Project summary
Highly effective modulator therapy (HEMT) which dramatically improves pulmonary function has been developed
for people with cystic fibrosis (CF). In 2019, the HEMT elexacaftor, tezacaftor, ivacaftor (ETI) became available
for the 90% of CF teens and adults with at least one F508del mutation. Use of ETI is now widespread in the US
and is standard of care. With chronic use of ETI, some people with CF (PwCF) have resolution of pulmonary
symptoms and successfully wean burdensome daily pulmonary treatments. Unfortunately, the pulmonary
response is variable and there are some PwCF who have no, or only mild, pulmonary improvement with ETI.

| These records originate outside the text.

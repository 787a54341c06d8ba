// Copyright (c) 2026 Quorum Labs
// SPDX-License-Identifier: AGPL-3.0

// Event Bus - Pub/Sub for Coordination Events
//
// In-memory event streaming over tokio broadcast channels. Subscribers that
// fall behind the channel capacity see a Lagged error rather than blocking
// publishers.

use std::sync::Arc;
use tokio::sync::broadcast;
use tracing::{debug, warn};

use crate::domain::CoordinationEvent;

/// Event bus for publishing and subscribing to coordination events
#[derive(Clone)]
pub struct EventBus {
    sender: Arc<broadcast::Sender<CoordinationEvent>>,
}

impl EventBus {
    /// Create a new event bus with the given channel capacity
    pub fn new(capacity: usize) -> Self {
        let (sender, _) = broadcast::channel(capacity);
        Self {
            sender: Arc::new(sender),
        }
    }

    /// Create an event bus with default capacity (1000)
    pub fn with_default_capacity() -> Self {
        Self::new(1000)
    }

    /// Publish an event to all subscribers
    pub fn publish(&self, event: CoordinationEvent) {
        debug!(event_type = event.event_type(), "publishing event");
        let receiver_count = self.sender.send(event).unwrap_or(0);
        if receiver_count == 0 {
            debug!("no subscribers listening to event");
        }
    }

    /// Subscribe to all coordination events
    pub fn subscribe(&self) -> EventReceiver {
        EventReceiver {
            receiver: self.sender.subscribe(),
        }
    }

    /// Number of active subscribers
    pub fn subscriber_count(&self) -> usize {
        self.sender.receiver_count()
    }
}

impl Default for EventBus {
    fn default() -> Self {
        Self::with_default_capacity()
    }
}

/// Receiver for coordination events
pub struct EventReceiver {
    receiver: broadcast::Receiver<CoordinationEvent>,
}

impl EventReceiver {
    /// Receive the next event (blocks until one is available)
    pub async fn recv(&mut self) -> Result<CoordinationEvent, EventBusError> {
        self.receiver.recv().await.map_err(|e| match e {
            broadcast::error::RecvError::Closed => EventBusError::Closed,
            broadcast::error::RecvError::Lagged(n) => {
                warn!("event receiver lagged by {} events", n);
                EventBusError::Lagged(n)
            }
        })
    }

    /// Try to receive an event without blocking
    pub fn try_recv(&mut self) -> Result<CoordinationEvent, EventBusError> {
        self.receiver.try_recv().map_err(|e| match e {
            broadcast::error::TryRecvError::Empty => EventBusError::Empty,
            broadcast::error::TryRecvError::Closed => EventBusError::Closed,
            broadcast::error::TryRecvError::Lagged(n) => {
                warn!("event receiver lagged by {} events", n);
                EventBusError::Lagged(n)
            }
        })
    }
}

/// Errors that can occur when receiving events
#[derive(Debug, thiserror::Error)]
pub enum EventBusError {
    #[error("Event bus is closed")]
    Closed,

    #[error("No events available")]
    Empty,

    #[error("Receiver lagged by {0} events (events were dropped)")]
    Lagged(u64),
}
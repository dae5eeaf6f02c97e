//! Whole-file application of parsed edit records.
//!
//! Each record is backed up through the [`BackupStore`] and then written
//! atomically. Failures are collected per file so one bad path never stops
//! the rest of the batch.

use std::fs;
use std::path::{Path, PathBuf};

use anyhow::{Context, Result};
use serde::Serialize;
use similar::TextDiff;
use tracing::{debug, instrument, warn};

use crate::core::backup::{BackupEntry, BackupStore};
use crate::core::parser::EditRecord;
use crate::infra::fsutil::{ensure_parent, resolve_under, write_atomic};

/// Per-record outcome.
#[derive(Debug, Clone, PartialEq, Eq, Serialize)]
#[serde(tag = "status", rename_all = "snake_case")]
pub enum ApplyOutcome {
    /// File existed, was backed up and overwritten.
    Updated { path: PathBuf, backup: PathBuf },
    /// File did not exist and was created.
    Created { path: PathBuf },
    /// Dry run: nothing written; `diff` is a unified diff of the change.
    Planned { path: PathBuf, diff: String },
}

impl ApplyOutcome {
    pub fn path(&self) -> &Path {
        match self {
            ApplyOutcome::Updated { path, .. }
            | ApplyOutcome::Created { path }
            | ApplyOutcome::Planned { path, .. } => path,
        }
    }
}

/// A record that could not be applied.
#[derive(Debug, Clone, Serialize)]
pub struct ApplyFailure {
    pub path: PathBuf,
    pub error: String,
}

/// Batch result
#[derive(Debug, Default, Clone, Serialize)]
pub struct ApplyReport {
    pub outcomes: Vec<ApplyOutcome>,
    pub backups: Vec<BackupEntry>,
    pub failures: Vec<ApplyFailure>,
}

impl ApplyReport {
    pub fn applied_paths(&self) -> Vec<PathBuf> {
        self.outcomes.iter().map(|o| o.path().to_path_buf()).collect()
    }

    pub fn is_clean(&self) -> bool {
        self.failures.is_empty()
    }
}

/// Applies records relative to a project root.
pub struct FileApplier<'a> {
    root: PathBuf,
    store: &'a mut BackupStore,
    dry_run: bool,
}

impl<'a> FileApplier<'a> {
    pub fn new(root: &Path, store: &'a mut BackupStore) -> Self {
        Self {
            root: root.to_path_buf(),
            store,
            dry_run: false,
        }
    }

    pub fn with_dry_run(mut self, enabled: bool) -> Self {
        self.dry_run = enabled;
        self
    }

    /// Apply one record: backup first, then overwrite (or create).
    #[instrument(skip(self, record), fields(file = %record.file_path.display()))]
    pub fn apply(&mut self, record: &EditRecord) -> Result<(ApplyOutcome, Option<BackupEntry>)> {
        let target = resolve_under(&self.root, &record.file_path);

        if self.dry_run {
            let before = fs::read_to_string(&target).unwrap_or_default();
            let diff = TextDiff::from_lines(before.as_str(), record.content.as_str())
                .unified_diff()
                .context_radius(3)
                .header(
                    &format!("a/{}", record.file_path.display()),
                    &format!("b/{}", record.file_path.display()),
                )
                .to_string();
            return Ok((ApplyOutcome::Planned { path: target, diff }, None));
        }

        let backup = self
            .store
            .backup(&target)
            .with_context(|| format!("backup before overwrite: {}", target.display()))?;

        ensure_parent(&target)?;
        write_atomic(&target, record.content.as_bytes())
            .with_context(|| format!("write {}", target.display()))?;

        let outcome = match &backup {
            Some(entry) => ApplyOutcome::Updated {
                path: target,
                backup: entry.backup_file.clone(),
            },
            None => ApplyOutcome::Created { path: target },
        };
        debug!(?outcome, "record applied");
        Ok((outcome, backup))
    }

    /// Apply records in order; later records for the same path win.
    pub fn apply_all(&mut self, records: &[EditRecord]) -> ApplyReport {
        let mut report = ApplyReport::default();
        for record in records {
            match self.apply(record) {
                Ok((outcome, backup)) => {
                    report.outcomes.push(outcome);
                    report.backups.extend(backup);
                }
                Err(e) => {
                    warn!(file = %record.file_path.display(), error = %format!("{e:#}"), "apply failed");
                    report.failures.push(ApplyFailure {
                        path: resolve_under(&self.root, &record.file_path),
                        error: format!("{e:#}"),
                    });
                }
            }
        }
        report
    }
}

#[cfg(test)]
mod tests {
    use super::*;
    use crate::core::backup::RunContext;
    use tempfile::TempDir;

    fn store_in(tmp: &TempDir) -> BackupStore {
        BackupStore::open(&tmp.path().join(".forgeup"), RunContext::with_id("t"))
    }

    #[test]
    fn existing_file_is_backed_up_then_overwritten() {
        let tmp = TempDir::new().unwrap();
        fs::write(tmp.path().join("a.py"), "old").unwrap();
        let mut store = store_in(&tmp);

        let report = FileApplier::new(tmp.path(), &mut store)
            .apply_all(&[EditRecord::new("a.py", "new")]);

        assert!(report.is_clean());
        assert_eq!(report.backups.len(), 1);
        assert_eq!(fs::read_to_string(tmp.path().join("a.py")).unwrap(), "new");
        assert_eq!(fs::read_to_string(&report.backups[0].backup_file).unwrap(), "old");
        assert_eq!(store.load_log().len(), 1);
    }

    #[test]
    fn new_file_is_created_without_backup() {
        let tmp = TempDir::new().unwrap();
        let mut store = store_in(&tmp);

        let report = FileApplier::new(tmp.path(), &mut store)
            .apply_all(&[EditRecord::new("pkg/mod/new.rs", "fn x() {}")]);

        assert_eq!(
            report.outcomes,
            vec![ApplyOutcome::Created {
                path: tmp.path().join("pkg/mod/new.rs")
            }]
        );
        assert!(report.backups.is_empty());
        assert!(store.load_log().is_empty());
    }

    #[test]
    fn repeated_path_last_write_wins() {
        let tmp = TempDir::new().unwrap();
        fs::write(tmp.path().join("a.txt"), "0").unwrap();
        let mut store = store_in(&tmp);

        let report = FileApplier::new(tmp.path(), &mut store).apply_all(&[
            EditRecord::new("a.txt", "1"),
            EditRecord::new("a.txt", "2"),
        ]);

        assert_eq!(report.outcomes.len(), 2);
        assert_eq!(fs::read_to_string(tmp.path().join("a.txt")).unwrap(), "2");
        let contents: Vec<_> = store
            .load_log()
            .iter()
            .map(|e| fs::read_to_string(&e.backup_file).unwrap())
            .collect();
        assert_eq!(contents, vec!["0", "1"]);
    }

    #[test]
    fn failure_does_not_abort_batch() {
        let tmp = TempDir::new().unwrap();
        // A directory where a file is expected makes the write fail.
        fs::create_dir_all(tmp.path().join("blocked")).unwrap();
        let mut store = store_in(&tmp);

        let report = FileApplier::new(tmp.path(), &mut store).apply_all(&[
            EditRecord::new("blocked", "x"),
            EditRecord::new("ok.txt", "fine"),
        ]);

        assert_eq!(report.failures.len(), 1);
        assert_eq!(report.failures[0].path, tmp.path().join("blocked"));
        assert_eq!(fs::read_to_string(tmp.path().join("ok.txt")).unwrap(), "fine");
    }

    #[test]
    fn dry_run_touches_nothing() {
        let tmp = TempDir::new().unwrap();
        fs::write(tmp.path().join("a.txt"), "one\n").unwrap();
        let mut store = store_in(&tmp);

        let report = FileApplier::new(tmp.path(), &mut store)
            .with_dry_run(true)
            .apply_all(&[EditRecord::new("a.txt", "two\n")]);

        match &report.outcomes[0] {
            ApplyOutcome::Planned { diff, .. } => {
                assert!(diff.contains("-one"));
                assert!(diff.contains("+two"));
            }
            other => panic!("expected plan, got {other:?}"),
        }
        assert_eq!(fs::read_to_string(tmp.path().join("a.txt")).unwrap(), "one\n");
        assert!(store.load_log().is_empty());
    }
}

Furthermore, there is no evidence of improvement in either exocrine or endocrine pancreatic function in CF teens
and adults with ETI. This lack of a pancreatic response most likely is related to the fact that in CF the pancreas
is largely replaced by lipofibrotic tissue by the teenage years, leaving little to no pancreatic tissue for ETI-
mediated restoration of function. However, recent data show that younger CF children may have a significant
pancreatic response to ETI. In April 2023, the FDA approved ETI for CF children aged 2 to 5 years. Our overall
hypothesis is that in this young age group, chronic ETI will prevent progression of airway disease to
bronchiectasis, prevent further destruction of pancreatic exocrine tissue, possibly permit repair/regeneration of
exocrine function, and prevent CF related diabetes (CFRD), the most serious complication of pancreatic disease.
In this project, we propose to study a cohort of 30 CF children aged 2- to 5-years old before and four years after
starting ETI for clinical indications. We aim to: 1. Determine the impact of ETI-mediated CFTR restoration on
progression of airway disease in these young CF children; 2. Determine the impact of ETI-mediated CFTR
restoration on pancreatic exocrine and endocrine function in this cohort; and 3. Elucidate computational
phenotypes of therapeutic responsiveness in the lungs and the pancreas and their trajectories using machine
learning. This project is important as it has the potential to usher in the next generation of therapeutics for CF
which will be the initiation of HEMT in infancy to prevent the many later manifestations of CF including
bronchiectasis, pancreatic exocrine insufficiency, and CFRD.